** Study material follows **

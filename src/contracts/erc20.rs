// SPDX-FileCopyrightText: 2025 Semiotic AI, Inc.
//
// SPDX-License-Identifier: Apache-2.0

//! ERC-20 token binding.

use std::ops::Deref;

use alloy_primitives::{Address, TxHash, U256};
use alloy_provider::Provider;
use alloy_rpc_types::Log;
use alloy_sol_types::sol;
use tokio::sync::mpsc;

use crate::abi::ContractKind;
use crate::binding::{
    Binding, BoundContract, CallOpts, EventIterator, EventLog, FilterOpts, TopicRules,
    TransactOpts, WatchHandle, WatchOpts,
};
use crate::config::BindingConfig;
use crate::errors::BindingError;

sol!(
    #[derive(Debug, PartialEq, Eq)]
    IERC20Token,
    "abi/ERC20Token.json"
);

/// Binding for an ERC-20 token such as SNT.
#[derive(Debug, Clone)]
pub struct Erc20Token<P> {
    contract: BoundContract<P>,
}

impl<P> Deref for Erc20Token<P> {
    type Target = BoundContract<P>;

    fn deref(&self) -> &BoundContract<P> {
        &self.contract
    }
}

impl<P: Provider> Binding for Erc20Token<P> {
    type Provider = P;

    fn contract(&self) -> &BoundContract<P> {
        &self.contract
    }
}

impl<P: Provider> Erc20Token<P> {
    pub fn new(address: Address, provider: P, config: BindingConfig) -> Result<Self, BindingError> {
        let contract = BoundContract::bind(ContractKind::Erc20Token, address, provider, config)?;
        Ok(Self { contract })
    }

    pub async fn total_supply(&self, opts: &CallOpts) -> Result<U256, BindingError> {
        self.contract
            .call(opts, &IERC20Token::totalSupplyCall {})
            .await
    }

    pub async fn balance_of(&self, opts: &CallOpts, owner: Address) -> Result<U256, BindingError> {
        self.contract
            .call(opts, &IERC20Token::balanceOfCall { owner })
            .await
    }

    /// Amount `spender` may still move on behalf of `owner`.
    pub async fn allowance(
        &self,
        opts: &CallOpts,
        owner: Address,
        spender: Address,
    ) -> Result<U256, BindingError> {
        self.contract
            .call(opts, &IERC20Token::allowanceCall { owner, spender })
            .await
    }

    pub async fn transfer(
        &self,
        opts: &TransactOpts,
        to: Address,
        value: U256,
    ) -> Result<TxHash, BindingError> {
        self.contract
            .transact(opts, &IERC20Token::transferCall { to, value })
            .await
    }

    pub async fn approve(
        &self,
        opts: &TransactOpts,
        spender: Address,
        value: U256,
    ) -> Result<TxHash, BindingError> {
        self.contract
            .transact(opts, &IERC20Token::approveCall { spender, value })
            .await
    }

    pub async fn transfer_from(
        &self,
        opts: &TransactOpts,
        from: Address,
        to: Address,
        value: U256,
    ) -> Result<TxHash, BindingError> {
        self.contract
            .transact(opts, &IERC20Token::transferFromCall { from, to, value })
            .await
    }

    pub async fn filter_transfer(
        &self,
        opts: &FilterOpts,
        from: &[Address],
        to: &[Address],
    ) -> Result<EventIterator<'_, P, IERC20Token::Transfer>, BindingError> {
        let rules = TopicRules::any().topic1(from).topic2(to);
        self.contract.filter_logs(opts, &rules).await
    }

    pub async fn watch_transfer(
        &self,
        opts: &WatchOpts,
        sink: mpsc::Sender<EventLog<IERC20Token::Transfer>>,
        from: &[Address],
        to: &[Address],
    ) -> Result<WatchHandle, BindingError> {
        let rules = TopicRules::any().topic1(from).topic2(to);
        self.contract.watch_logs(opts, &rules, sink).await
    }

    pub fn parse_transfer(&self, log: &Log) -> Result<IERC20Token::Transfer, BindingError> {
        self.contract.parse_log(log)
    }

    pub async fn filter_approval(
        &self,
        opts: &FilterOpts,
        owner: &[Address],
        spender: &[Address],
    ) -> Result<EventIterator<'_, P, IERC20Token::Approval>, BindingError> {
        let rules = TopicRules::any().topic1(owner).topic2(spender);
        self.contract.filter_logs(opts, &rules).await
    }

    pub async fn watch_approval(
        &self,
        opts: &WatchOpts,
        sink: mpsc::Sender<EventLog<IERC20Token::Approval>>,
        owner: &[Address],
        spender: &[Address],
    ) -> Result<WatchHandle, BindingError> {
        let rules = TopicRules::any().topic1(owner).topic2(spender);
        self.contract.watch_logs(opts, &rules, sink).await
    }

    pub fn parse_approval(&self, log: &Log) -> Result<IERC20Token::Approval, BindingError> {
        self.contract.parse_log(log)
    }
}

** End of Study material **

(Prompt) Return the span of lines in the data above that opens at the line with "such as SNT." and closes at the line with "pub fn new(address: Address, provider: P, config: BindingConfig)", exactly, ends included, nothing else.

(Your solution)
/// Binding for an ERC-20 token such as SNT.
#[derive(Debug, Clone)]
pub struct Erc20Token<P> {
    contract: BoundContract<P>,
}

impl<P> Deref for Erc20Token<P> {
    type Target = BoundContract<P>;

    fn deref(&self) -> &BoundContract<P> {
        &self.contract
    }
}

impl<P: Provider> Binding for Erc20Token<P> {
    type Provider = P;

    fn contract(&self) -> &BoundContract<P> {
        &self.contract
    }
}

impl<P: Provider> Erc20Token<P> {
    pub fn new(address: Address, provider: P, config: BindingConfig) -> Result<Self, BindingError> {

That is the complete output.